TASK ITEM:
The answer must consist of every line from the entries below that contains the word "Some".

DATA TO EXAMINE:
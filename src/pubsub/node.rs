//! Versioned nodes: a current value, a version counter, and a bounded
//! delta history.

use std::collections::VecDeque;
use std::fmt;

use crate::json::{delta, Value};

/// Monotonic node version.
///
/// A fresh version starts at a random point so that stale clients of a
/// restarted server cannot accidentally resume against a node that merely
/// reuses their old numbers. Arithmetic wraps; distances are computed in
/// 64 bits and clamped.
#[derive(Clone, Copy, Debug, PartialEq, Eq, Hash)]
pub struct NodeVersion(u32);

impl NodeVersion {
    /// A randomly seeded initial version.
    #[must_use]
    pub fn generate() -> Self {
        NodeVersion(rand::random::<u32>())
    }

    #[must_use]
    pub fn from_number(n: u32) -> Self {
        NodeVersion(n)
    }

    /// `self - rhs`, clamped to the `i64` view of the wrapped counters.
    #[must_use]
    pub fn distance(self, rhs: NodeVersion) -> i64 {
        i64::from(self.0) - i64::from(rhs.0)
    }

    #[must_use]
    pub fn next(self) -> NodeVersion {
        NodeVersion(self.0.wrapping_add(1))
    }

    #[must_use]
    pub fn to_json(self) -> Value {
        Value::from(u64::from(self.0))
    }
}

impl std::ops::Add<u32> for NodeVersion {
    type Output = NodeVersion;

    fn add(self, rhs: u32) -> NodeVersion {
        NodeVersion(self.0.wrapping_add(rhs))
    }
}

impl std::ops::Sub<u32> for NodeVersion {
    type Output = NodeVersion;

    fn sub(self, rhs: u32) -> NodeVersion {
        NodeVersion(self.0.wrapping_sub(rhs))
    }
}

impl fmt::Display for NodeVersion {
    fn fmt(&self, f: &mut fmt::Formatter<'_>) -> fmt::Result {
        write!(f, "{}", self.0)
    }
}

/// What a subscriber at a known version should receive.
#[derive(Clone, Debug, PartialEq, Eq)]
pub enum UpdatePayload {
    /// The subscriber can catch up by applying these deltas in order
    /// (empty when it is already current).
    Deltas(Value),
    /// The gap is not bridgeable; this is the full current value and the
    /// subscriber must treat it as a replacement.
    Full(Value),
}

/// A versioned JSON cell with a bounded history of deltas.
///
/// # Invariants
///
/// - the version moves by exactly one per accepted update,
/// - `history.len() <= version - oldest_version`,
/// - the summed serialized size of the history stays within the update
///   size budget; the oldest entries are evicted first,
/// - equal consecutive values still advance the version and are still
///   announced — clients rely on update ordering, not on payload change.
#[derive(Clone, Debug)]
pub struct Node {
    data: Value,
    version: NodeVersion,
    updates: VecDeque<Value>,
    updates_size: usize,
}

impl Node {
    #[must_use]
    pub fn new(version: NodeVersion, data: Value) -> Self {
        Node { data, version, updates: VecDeque::new(), updates_size: 0 }
    }

    #[must_use]
    pub fn current_version(&self) -> NodeVersion {
        self.version
    }

    #[must_use]
    pub fn oldest_version(&self) -> NodeVersion {
        self.version - self.updates.len() as u32
    }

    #[must_use]
    pub fn data(&self) -> &Value {
        &self.data
    }

    /// Catch a subscriber up from `known_version`.
    ///
    /// Returns the deltas between `known_version` and the current version
    /// when the history still covers the gap; otherwise the full current
    /// value.
    #[must_use]
    pub fn get_update_from(&self, known_version: NodeVersion) -> UpdatePayload {
        let distance = self.version.distance(known_version);

        if distance == 0 {
            return UpdatePayload::Deltas(Value::array(Vec::new()));
        }
        if distance < 0 || distance > self.updates.len() as i64 {
            return UpdatePayload::Full(self.data.clone());
        }

        let start = self.updates.len() - distance as usize;
        UpdatePayload::Deltas(Value::array(
            self.updates.iter().skip(start).cloned().collect(),
        ))
    }

    /// Replace the value, advancing the version by one.
    ///
    /// A delta against the previous value is appended to the history when
    /// it fits within `serialized_size(new) * keep_update_size_percent /
    /// 100` bytes; the history is then trimmed front-first to the same
    /// budget. Always reports `true`: an update with an unchanged value
    /// is an update all the same.
    pub fn update(&mut self, new_data: Value, keep_update_size_percent: u32) -> bool {
        let max_size = new_data.serialized_size() * keep_update_size_percent as usize / 100;

        if new_data != self.data {
            if max_size > 0 {
                if let Some(patch) = delta(&self.data, &new_data, max_size) {
                    self.updates_size += patch.serialized_size();
                    self.updates.push_back(patch);
                }
            }
            self.data = new_data;
        }

        self.version = self.version.next();
        self.remove_old_versions(max_size);
        true
    }

    fn remove_old_versions(&mut self, max_size: usize) {
        while self.updates_size > max_size {
            match self.updates.pop_front() {
                Some(evicted) => self.updates_size -= evicted.serialized_size(),
                None => break,
            }
        }
    }

    #[must_use]
    pub fn history_len(&self) -> usize {
        self.updates.len()
    }
}

impl fmt::Display for Node {
    fn fmt(&self, f: &mut fmt::Formatter<'_>) -> fmt::Result {
        write!(f, "data: {}\nversion: {}", self.data, self.version)
    }
}

#[cfg(test)]
mod tests {
    use super::*;
    use crate::json::apply;

    fn v(j: serde_json::Value) -> Value {
        Value::from_serde(&j)
    }

    fn node_at(version: u32, data: serde_json::Value) -> Node {
        Node::new(NodeVersion::from_number(version), v(data))
    }

    #[test]
    fn test_new_node_has_no_history() {
        let node = node_at(100, serde_json::json!({"a": 1}));
        assert_eq!(node.current_version(), node.oldest_version());
        assert_eq!(node.history_len(), 0);
    }

    #[test]
    fn test_update_increments_version_by_one() {
        let mut node = node_at(100, serde_json::json!({"a": 1}));
        assert!(node.update(v(serde_json::json!({"a": 2})), 100));
        assert_eq!(node.current_version(), NodeVersion::from_number(101));
        assert!(node.update(v(serde_json::json!({"a": 3})), 100));
        assert_eq!(node.current_version(), NodeVersion::from_number(102));
    }

    #[test]
    fn test_equal_update_advances_version_without_delta() {
        let mut node = node_at(5, serde_json::json!({"a": 1}));
        assert!(node.update(v(serde_json::json!({"a": 1})), 100));
        assert_eq!(node.current_version(), NodeVersion::from_number(6));
        assert_eq!(node.history_len(), 0);
    }

    #[test]
    fn test_up_to_date_subscriber_gets_empty_deltas() {
        let node = node_at(7, serde_json::json!(1));
        match node.get_update_from(NodeVersion::from_number(7)) {
            UpdatePayload::Deltas(deltas) => assert!(deltas.as_array().unwrap().is_empty()),
            other => panic!("expected empty deltas, got {other:?}"),
        }
    }

    #[test]
    fn test_future_version_gets_full_data() {
        let node = node_at(7, serde_json::json!({"a": 1}));
        match node.get_update_from(NodeVersion::from_number(9)) {
            UpdatePayload::Full(data) => assert_eq!(data, v(serde_json::json!({"a": 1}))),
            other => panic!("expected full data, got {other:?}"),
        }
    }

    #[test]
    fn test_history_gap_gets_full_data() {
        let mut node = node_at(0, serde_json::json!({"a": 0}));
        // A tiny budget keeps the history empty.
        for i in 1..=3 {
            node.update(v(serde_json::json!({"a": i})), 0);
        }
        match node.get_update_from(NodeVersion::from_number(1)) {
            UpdatePayload::Full(data) => assert_eq!(data, v(serde_json::json!({"a": 3}))),
            other => panic!("expected full data, got {other:?}"),
        }
    }

    #[test]
    fn test_deltas_replay_to_current_value() {
        let pad = "a longer stretch of stable padding";
        let mut node = node_at(0, serde_json::json!({"a": 0, "pad": pad}));
        let mut snapshots = vec![node.data().clone()];
        for i in 1..=4 {
            node.update(v(serde_json::json!({"a": i, "pad": pad})), 100);
            snapshots.push(node.data().clone());
        }
        assert_eq!(node.history_len(), 4);

        let known = NodeVersion::from_number(1);
        let UpdatePayload::Deltas(deltas) = node.get_update_from(known) else {
            panic!("history should cover the gap");
        };

        let mut state = snapshots[1].clone();
        for patch in deltas.as_array().unwrap().iter() {
            state = apply(&state, patch).unwrap();
        }
        assert_eq!(&state, node.data());
    }

    #[test]
    fn test_history_size_is_bounded() {
        let mut node = node_at(0, serde_json::json!({"a": 0, "pad": "xxxxxxxxxxxxxxxx"}));
        for i in 1..200 {
            node.update(v(serde_json::json!({"a": i, "pad": "xxxxxxxxxxxxxxxx"})), 30);
        }
        let budget = node.data().serialized_size() * 30 / 100;
        assert!(
            node.updates_size <= budget,
            "history {} exceeds budget {budget}",
            node.updates_size
        );
        assert!(node.history_len() < 200);
    }

    #[test]
    fn test_oldest_version_tracks_history() {
        let mut node = node_at(10, serde_json::json!({"a": 0, "pad": "yyyyyyyyyyyyyyyy"}));
        node.update(v(serde_json::json!({"a": 1, "pad": "yyyyyyyyyyyyyyyy"})), 100);
        node.update(v(serde_json::json!({"a": 2, "pad": "yyyyyyyyyyyyyyyy"})), 100);
        assert_eq!(
            node.current_version().distance(node.oldest_version()),
            node.history_len() as i64
        );
    }

    #[test]
    fn test_version_wraps() {
        let mut node = Node::new(NodeVersion::from_number(u32::MAX), Value::from(1i64));
        node.update(Value::from(2i64), 0);
        assert_eq!(node.current_version(), NodeVersion::from_number(0));
    }
}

REPLY:
                if let Some(patch) = delta(&self.data, &new_data, max_size) {
                Some(evicted) => self.updates_size -= evicted.serialized_size(),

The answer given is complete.